Comparative characterization of SHED and DPSCs during extended cultivation in vitro.

Dental pulp stem cells (DPSCs) and stem cells from human exfoliated deciduous teeth (SHED) are types of human dental tissue‑derived mesenchymal stem cells (MSCs). These cells possess a capacity for self‑renewal, multilineage differentiation potential and immunomodulatory functions. Previous studies have reported that DPSCs and SHED may be beneficial in regenerative treatments and immunotherapy. The substantial expansion of cells in vitro is a prerequisite to obtaining adequate cell numbers required for cell‑based therapy. However, the regeneration and clinical potential of MSCs diminishes with long‑term cell culture amplification. To assess the alterations in SHED and DPSCs characteristics that underlie cellular senescence and result from extended in vitro amplification, the biological properties of SHED and DPSCs at passages 4 (P4) and 20 (P20) were compared. The cells underwent senescence following serial expansion to P20, as determined by altered cell morphology, decreased proliferation and migration capacity, attenuated differentiation potential, elevated senescence‑associated β‑galactosidase (SA‑β‑gal)‑positive rates and increased apoptosis. The phenotypic changes were also accompanied by a marked increase in the expression of p53, p21 and p16Ink4a.
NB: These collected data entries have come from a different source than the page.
//! Database queries for royalty reports.
//!
//! Revenue is aggregated SQL-side per tenant; rounding and rollup happen in
//! `services`.

use chrono::{DateTime, Utc};
use rust_decimal::Decimal;
use sqlx::{FromRow, PgPool};
use uuid::Uuid;

use crate::error::Result;

/// One tenant's unrounded paid revenue within a report window
#[derive(Debug, Clone, FromRow)]
pub struct TenantRevenueRow {
    pub tenant_id: Uuid,
    pub tenant_name: String,
    pub franchisee_id: Uuid,
    pub franchisee_name: String,
    pub royalty_percent: Option<Decimal>,
    pub revenue: Decimal,
}

/// Franchisee fields needed by the franchisee report
#[derive(Debug, Clone, FromRow)]
pub struct FranchiseeRef {
    pub id: Uuid,
    pub name: String,
}

/// Paid revenue per tenant within `[window_start, window_end)`, filtered on
/// `paid_at`. Tenants with no paid payments appear with zero revenue.
pub async fn tenant_revenue(
    pool: &PgPool,
    window_start: DateTime<Utc>,
    window_end: DateTime<Utc>,
    franchisee_id: Option<Uuid>,
) -> Result<Vec<TenantRevenueRow>> {
    let rows = match franchisee_id {
        Some(franchisee) => {
            sqlx::query_as::<_, TenantRevenueRow>(
                r#"
                SELECT
                    t.id AS tenant_id,
                    t.name AS tenant_name,
                    t.franchisee_id,
                    f.name AS franchisee_name,
                    t.royalty_percent,
                    COALESCE(SUM(p.amount), 0) AS revenue
                FROM tenants t
                JOIN franchisees f ON f.id = t.franchisee_id
                LEFT JOIN payments p
                    ON p.tenant_id = t.id
                   AND p.status = 'paid'
                   AND p.paid_at >= $1
                   AND p.paid_at < $2
                WHERE t.franchisee_id = $3
                GROUP BY t.id, t.name, t.franchisee_id, f.name, t.royalty_percent
                ORDER BY t.name, t.id
                "#,
            )
            .bind(window_start)
            .bind(window_end)
            .bind(franchisee)
            .fetch_all(pool)
            .await?
        }
        None => {
            sqlx::query_as::<_, TenantRevenueRow>(
                r#"
                SELECT
                    t.id AS tenant_id,
                    t.name AS tenant_name,
                    t.franchisee_id,
                    f.name AS franchisee_name,
                    t.royalty_percent,
                    COALESCE(SUM(p.amount), 0) AS revenue
                FROM tenants t
                JOIN franchisees f ON f.id = t.franchisee_id
                LEFT JOIN payments p
                    ON p.tenant_id = t.id
                   AND p.status = 'paid'
                   AND p.paid_at >= $1
                   AND p.paid_at < $2
                GROUP BY t.id, t.name, t.franchisee_id, f.name, t.royalty_percent
                ORDER BY t.name, t.id
                "#,
            )
            .bind(window_start)
            .bind(window_end)
            .fetch_all(pool)
            .await?
        }
    };

    Ok(rows)
}

/// Look up a franchisee by id
pub async fn find_franchisee(pool: &PgPool, franchisee_id: Uuid) -> Result<Option<FranchiseeRef>> {
    let franchisee = sqlx::query_as::<_, FranchiseeRef>(
        r#"
        SELECT id, name
        FROM franchisees
        WHERE id = $1
        "#,
    )
    .bind(franchisee_id)
    .fetch_optional(pool)
    .await?;

    Ok(franchisee)
}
The present study also identified that senescent DPSCs exhibited an increased number of positive cells in SA‑β‑gal staining and demonstrated varying expressions of p53, p21 and p16Ink4a in comparison with SHED, indicating the involvement of diverse pathways in cellular senescence during long‑term sequential in vitro culture and passage. Furthermore, at early and late passages, SHED exhibited a higher proliferation rate and osteogenic differentiation capability when compared with DPSCs. In addition, both cell types maintained their characteristic immunophenotype during long‑term cultivation, while the expression levels of CD73 were higher in SHED at P20. The present study concluded that notable alterations were exhibited in SHED and DPSCs during the process of extensive expansion in vitro and the results may provide guidance for the selection of safe and effective expanded SHED and DPSCs for regenerative medicine and therapy.